§ **REQUIREMENT**
Copy out every record below, word for word.

_____

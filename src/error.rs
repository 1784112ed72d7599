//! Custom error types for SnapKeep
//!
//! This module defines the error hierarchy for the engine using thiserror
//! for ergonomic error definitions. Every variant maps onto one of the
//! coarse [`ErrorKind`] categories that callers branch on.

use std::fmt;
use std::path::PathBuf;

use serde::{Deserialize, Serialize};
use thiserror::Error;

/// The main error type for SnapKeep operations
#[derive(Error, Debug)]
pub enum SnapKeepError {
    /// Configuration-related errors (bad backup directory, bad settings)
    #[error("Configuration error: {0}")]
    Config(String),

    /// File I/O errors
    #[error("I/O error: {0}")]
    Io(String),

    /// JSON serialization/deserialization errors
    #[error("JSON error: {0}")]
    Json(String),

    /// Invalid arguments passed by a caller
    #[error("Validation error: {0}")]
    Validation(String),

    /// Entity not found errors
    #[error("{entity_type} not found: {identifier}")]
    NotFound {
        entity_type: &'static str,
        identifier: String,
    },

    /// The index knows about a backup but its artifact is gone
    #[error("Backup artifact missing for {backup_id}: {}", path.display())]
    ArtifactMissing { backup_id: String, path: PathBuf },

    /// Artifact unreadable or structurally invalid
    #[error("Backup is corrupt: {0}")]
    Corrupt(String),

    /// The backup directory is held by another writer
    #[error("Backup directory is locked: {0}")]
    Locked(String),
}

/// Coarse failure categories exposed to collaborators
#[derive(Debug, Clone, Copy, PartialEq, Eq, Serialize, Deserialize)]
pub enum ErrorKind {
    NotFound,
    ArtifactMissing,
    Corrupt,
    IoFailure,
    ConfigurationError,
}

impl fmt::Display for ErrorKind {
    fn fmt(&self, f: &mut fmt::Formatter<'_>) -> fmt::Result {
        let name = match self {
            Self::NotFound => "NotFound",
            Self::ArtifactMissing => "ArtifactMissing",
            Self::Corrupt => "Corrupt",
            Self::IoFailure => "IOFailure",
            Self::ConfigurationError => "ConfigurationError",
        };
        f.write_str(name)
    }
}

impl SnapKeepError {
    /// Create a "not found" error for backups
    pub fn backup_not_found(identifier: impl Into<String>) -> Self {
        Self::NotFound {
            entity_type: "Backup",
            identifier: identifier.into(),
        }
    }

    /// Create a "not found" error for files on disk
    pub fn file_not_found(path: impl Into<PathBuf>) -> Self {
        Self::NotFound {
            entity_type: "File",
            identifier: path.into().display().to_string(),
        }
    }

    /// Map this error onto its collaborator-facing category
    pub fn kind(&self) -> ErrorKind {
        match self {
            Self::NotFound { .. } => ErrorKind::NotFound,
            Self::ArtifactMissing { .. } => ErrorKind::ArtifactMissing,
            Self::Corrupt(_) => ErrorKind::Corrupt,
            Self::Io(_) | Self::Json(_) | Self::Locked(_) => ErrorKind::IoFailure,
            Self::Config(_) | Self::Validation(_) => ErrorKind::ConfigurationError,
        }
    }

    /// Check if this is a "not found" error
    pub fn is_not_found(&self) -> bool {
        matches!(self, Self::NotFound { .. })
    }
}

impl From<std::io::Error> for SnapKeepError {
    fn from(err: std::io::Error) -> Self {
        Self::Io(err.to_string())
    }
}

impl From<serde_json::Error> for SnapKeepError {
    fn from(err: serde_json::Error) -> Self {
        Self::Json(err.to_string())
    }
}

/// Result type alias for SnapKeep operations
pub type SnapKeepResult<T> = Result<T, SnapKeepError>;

_____

§ **SOLVED EXERCISE**
filename src/error.rs
repository 1784112ed72d7599
//! Custom error types for SnapKeep
//!
//! This module defines the error hierarchy for the engine using thiserror
//! for ergonomic error definitions. Every variant maps onto one of the
//! coarse [`ErrorKind`] categories that callers branch on.

use std::fmt;
use std::path::PathBuf;

use serde::{Deserialize, Serialize};
use thiserror::Error;

/// The main error type for SnapKeep operations
#[derive(Error, Debug)]
pub enum SnapKeepError {
    /// Configuration-related errors (bad backup directory, bad settings)
    #[error("Configuration error: {0}")]
    Config(String),

    /// File I/O errors
    #[error("I/O error: {0}")]
    Io(String),

    /// JSON serialization/deserialization errors
    #[error("JSON error: {0}")]
    Json(String),

    /// Invalid arguments passed by a caller
    #[error("Validation error: {0}")]
    Validation(String),

    /// Entity not found errors
    #[error("{entity_type} not found: {identifier}")]
    NotFound {
        entity_type: &'static str,
        identifier: String,
    },

    /// The index knows about a backup but its artifact is gone
    #[error("Backup artifact missing for {backup_id}: {}", path.display())]
    ArtifactMissing { backup_id: String, path: PathBuf },

    /// Artifact unreadable or structurally invalid
    #[error("Backup is corrupt: {0}")]
    Corrupt(String),

    /// The backup directory is held by another writer
    #[error("Backup directory is locked: {0}")]
    Locked(String),
}

/// Coarse failure categories exposed to collaborators
#[derive(Debug, Clone, Copy, PartialEq, Eq, Serialize, Deserialize)]
pub enum ErrorKind {
    NotFound,
    ArtifactMissing,
    Corrupt,
    IoFailure,
    ConfigurationError,
}

impl fmt::Display for ErrorKind {
    fn fmt(&self, f: &mut fmt::Formatter<'_>) -> fmt::Result {
        let name = match self {
            Self::NotFound => "NotFound",
            Self::ArtifactMissing => "ArtifactMissing",
            Self::Corrupt => "Corrupt",
            Self::IoFailure => "IOFailure",
            Self::ConfigurationError => "ConfigurationError",
        };
        f.write_str(name)
    }
}

impl SnapKeepError {
    /// Create a "not found" error for backups
    pub fn backup_not_found(identifier: impl Into<String>) -> Self {
        Self::NotFound {
            entity_type: "Backup",
            identifier: identifier.into(),
        }
    }

    /// Create a "not found" error for files on disk
    pub fn file_not_found(path: impl Into<PathBuf>) -> Self {
        Self::NotFound {
            entity_type: "File",
            identifier: path.into().display().to_string(),
        }
    }

    /// Map this error onto its collaborator-facing category
    pub fn kind(&self) -> ErrorKind {
        match self {
            Self::NotFound { .. } => ErrorKind::NotFound,
            Self::ArtifactMissing { .. } => ErrorKind::ArtifactMissing,
            Self::Corrupt(_) => ErrorKind::Corrupt,
            Self::Io(_) | Self::Json(_) | Self::Locked(_) => ErrorKind::IoFailure,
            Self::Config(_) | Self::Validation(_) => ErrorKind::ConfigurationError,
        }
    }

    /// Check if this is a "not found" error
    pub fn is_not_found(&self) -> bool {
        matches!(self, Self::NotFound { .. })
    }
}

impl From<std::io::Error> for SnapKeepError {
    fn from(err: std::io::Error) -> Self {
        Self::Io(err.to_string())
    }
}

impl From<serde_json::Error> for SnapKeepError {
    fn from(err: serde_json::Error) -> Self {
        Self::Json(err.to_string())
    }
}

/// Result type alias for SnapKeep operations
pub type SnapKeepResult<T> = Result<T, SnapKeepError>;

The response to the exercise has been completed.